Data (computer science)
Data (/ˈdeɪtə/ DAY-tə, or /ˈdɑːtə/ DAH-tə;[1] treated as singular, plural, or as a mass noun) is any sequence of one (1) or more symbols given meaning by specific act(s) of interpretation.
Data (or datum - a single unit of data) is not information. Data requires interpretation to become information. To translate data to information, there must be several known factors considered. The factors involved are determined by the creator of the data and the desired information. The term metadata is used to reference the data about the data. Metadata may be implied, specified or given. Data relating to physical events or processes will also have a temporal component. In almost all cases this temporal component is implied. This is the case when a device such as a temperature logger received data from a temperature sensor. When the temperature is received it is assumed that the data has a temporal references of "now". So the device records the date, time and temperature together. When the data logger communicates temperatures, it must also report the date and time (metadata) for each temperature.

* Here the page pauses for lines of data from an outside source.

use std::f64::consts::{PI, TAU};

use crate::animation::ease::ease_out_back;
use crate::foundation::core::{Affine, BezPath, Millis, Point};
use crate::foundation::rng::RandomSource;
use crate::paint::color::Color;
use crate::render::paint::{ColorStop, LinearGradient, Paint};
use crate::render::surface::Surface;

/// Maximum sway, in degrees, at the start of the entrance.
pub const SWAY_DEGREES: f64 = 6.0;
/// Clock divisor for the sway oscillator.
pub const SWAY_PERIOD_MS: f64 = 700.0;

/// Fixed colours of a blossom.
#[derive(Clone, Copy, Debug, PartialEq)]
pub struct FlowerPalette {
    /// Petal gradient stop at the tip.
    pub petal_light: Color,
    /// Petal gradient stop at mid-length.
    pub petal_base: Color,
    /// Petal gradient stop at the root.
    pub petal_dark: Color,
    /// Centre disc fill.
    pub center: Color,
}

impl Default for FlowerPalette {
    fn default() -> Self {
        Self {
            petal_light: Color::from_rgb8(0xff, 0xf8, 0x9b),
            petal_base: Color::from_rgb8(0xff, 0xd5, 0x4d),
            petal_dark: Color::from_rgb8(0xf1, 0xc9, 0x4a),
            center: Color::from_rgb8(0xf6, 0xc8, 0x4c),
        }
    }
}

/// Randomized generation-time parameters of one flower.
#[derive(Clone, Copy, Debug, PartialEq)]
pub struct FlowerParams {
    /// Sway phase offset in radians.
    pub phase: f64,
    /// Number of petals, in `[6, 10)`.
    pub petal_count: u32,
    /// Petal length, in `[18, 36)`.
    pub petal_len: f64,
    /// Petal width, in `[10, 20)`.
    pub petal_width: f64,
    /// Entrance delay after construction, in `[0, 300)` ms.
    pub delay_ms: Millis,
    /// Entrance duration, in `[900, 1500)` ms.
    pub duration_ms: Millis,
    /// Sway speed multiplier, in `[0.6, 1.6)`.
    pub sway_speed: f64,
}

impl FlowerParams {
    /// Draw a parameter set. `phase` overrides the random phase; the draw order is fixed so
    /// seeded and scripted sources replay exactly.
    pub fn sample(rng: &mut impl RandomSource, phase: Option<f64>) -> Self {
        let phase = match phase {
            Some(p) => p,
            None => rng.uniform(0.0, TAU),
        };
        Self {
            phase,
            petal_count: rng.uniform_int(6, 10),
            petal_len: rng.uniform(18.0, 36.0),
            petal_width: rng.uniform(10.0, 20.0),
            delay_ms: rng.uniform(0.0, 300.0),
            duration_ms: rng.uniform(900.0, 1500.0),
            sway_speed: rng.uniform(0.6, 1.6),
        }
    }
}

/// Entrance state of a flower at one clock value.
#[derive(Clone, Copy, Debug, PartialEq)]
pub struct FlowerPose {
    /// Clamped entrance progress in `[0, 1]`.
    pub progress: f64,
    /// Overshoot-eased scale multiplier.
    pub entrance: f64,
    /// Sway rotation in radians.
    pub sway_rad: f64,
    /// Local-to-viewport transform: translate, scale, then rotate.
    pub transform: Affine,
}

impl FlowerPose {
    /// `true` while the entrance scale is zero and nothing would be visible.
    pub fn is_collapsed(&self) -> bool {
        self.entrance <= 0.0
    }
}

/// A single procedurally generated blossom.
#[derive(Clone, Debug, PartialEq)]
pub struct Flower {
    /// Anchor in viewport space.
    pub position: Point,
    /// Nominal size multiplier (> 0).
    pub scale: f64,
    /// Geometry and timing.
    pub params: FlowerParams,
    /// Clock value at which the entrance starts.
    pub birth_ms: Millis,
    /// Colours.
    pub palette: FlowerPalette,
}

impl Flower {
    /// Sample a flower at `position`, born `delay_ms` after `now_ms`.
    ///
    /// Non-positive or non-finite scales fall back to 1.
    pub fn new(
        position: Point,
        scale: f64,
        phase: Option<f64>,
        now_ms: Millis,
        rng: &mut impl RandomSource,
    ) -> Self {
        let params = FlowerParams::sample(rng, phase);
        Self::from_params(position, scale, params, now_ms)
    }

    /// Build from an explicit parameter set.
    pub fn from_params(position: Point, scale: f64, params: FlowerParams, now_ms: Millis) -> Self {
        let scale = if scale.is_finite() && scale > 0.0 {
            scale
        } else {
            1.0
        };
        Self {
            position,
            scale,
            params,
            birth_ms: now_ms + params.delay_ms,
            palette: FlowerPalette::default(),
        }
    }

    /// Push the entrance start later, for staggered generations.
    pub fn delay_birth(&mut self, by_ms: Millis) {
        self.birth_ms += by_ms;
    }

    /// Entrance progress, scale and sway at clock value `t`.
    ///
    /// Before birth the progress is 0, which is the fully collapsed state.
    pub fn pose(&self, t: Millis) -> FlowerPose {
        let age = t - self.birth_ms;
        let progress = (age / self.params.duration_ms).clamp(0.0, 1.0);
        let entrance = ease_out_back(progress);

        let sway_deg = ((t / SWAY_PERIOD_MS + self.params.phase) * self.params.sway_speed).sin()
            * SWAY_DEGREES
            * (1.0 - progress);
        let sway_rad = sway_deg * PI / 180.0;

        let transform = Affine::translate(self.position.to_vec2())
            * Affine::scale(self.scale * entrance)
            * Affine::rotate(sway_rad);
        FlowerPose {
            progress,
            entrance,
            sway_rad,
            transform,
        }
    }

    /// Teardrop petal pointing up (towards negative y) from the origin.
    pub fn petal_path(&self) -> BezPath {
        let l = self.params.petal_len;
        let w = self.params.petal_width;
        let mut p = BezPath::new();
        p.move_to((0.0, 0.0));
        p.curve_to((w * 0.6, -l * 0.2), (w * 0.9, -l * 0.9), (0.0, -l));
        p.curve_to((-w * 0.9, -l * 0.9), (-w * 0.6, -l * 0.2), (0.0, 0.0));
        p.close_path();
        p
    }

    /// Tip-to-root gradient shared by every petal.
    pub fn petal_paint(&self) -> Paint {
        Paint::Linear(LinearGradient {
            start: Point::new(0.0, -self.params.petal_len),
            end: Point::ORIGIN,
            stops: vec![
                ColorStop::new(0.0, self.palette.petal_light),
                ColorStop::new(0.5, self.palette.petal_base),
                ColorStop::new(1.0, self.palette.petal_dark),
            ],
        })
    }

    /// Radius of the centre disc.
    pub fn center_radius(&self) -> f64 {
        self.params.petal_width * 0.9
    }

    /// Draw at clock value `t`. A collapsed flower draws nothing.
    pub fn draw(&self, surface: &mut dyn Surface, t: Millis) {
        let pose = self.pose(t);
        if pose.is_collapsed() {
            return;
        }

        surface.save();
        surface.transform(pose.transform);

        let petal = self.petal_path();
        let paint = self.petal_paint();
        let n = self.params.petal_count.max(1);
        for i in 0..n {
            let angle = f64::from(i) / f64::from(n) * TAU;
            surface.save();
            surface.transform(Affine::rotate(angle));
            surface.fill(&petal, &paint);
            surface.restore();
        }

        let disc = circle_path(Point::ORIGIN, self.center_radius());
        surface.fill(&disc, &Paint::Solid(self.palette.center));
        surface.restore();
    }
}

pub(crate) fn circle_path(center: Point, radius: f64) -> BezPath {
    use kurbo::Shape as _;
    kurbo::Circle::new(center, radius).to_path(0.1)
}

#[cfg(test)]
#[path = "../../tests/unit/scene/flower.rs"]
mod tests;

Digital data is data that is represented using the binary number system of ones (1) and zeros (0). As opposed to analog representation. In modern (post 1960) computer systems, all data is digital. Data within a computer, in most cases, moves as parallel data. Data moving to or from a computer, in most cases, moves as serial data. See Parallel communication and Serial communication. Data sourced from an analog device, such as a temperature sensor, must pass through an "analog to digital converter" or "ADC" (see Analog-to-digital converter) to convert the analog data to digital data.
Data representing quantities, characters, or symbols on which operations are performed by a computer, stored and recorded on magnetic, optical, or mechanical recording media, and transmitted in the form of digital electrical signals.[2]
A program is a set of data that consists of a series of coded software instructions to control the operation of a computer or other machine.[3] Physical computer memory elements consist of an address and a byte/word of data storage. Digital data are often stored in relational databases, like tables or SQL databases, and can generally be represented as abstract key/value pairs.
Data can be organized in many different types of data structures, including arrays, graphs, and objects. Data structures can store data of many different types, including numbers, strings and even other data structures. Data pass in and out of computers via peripheral devices.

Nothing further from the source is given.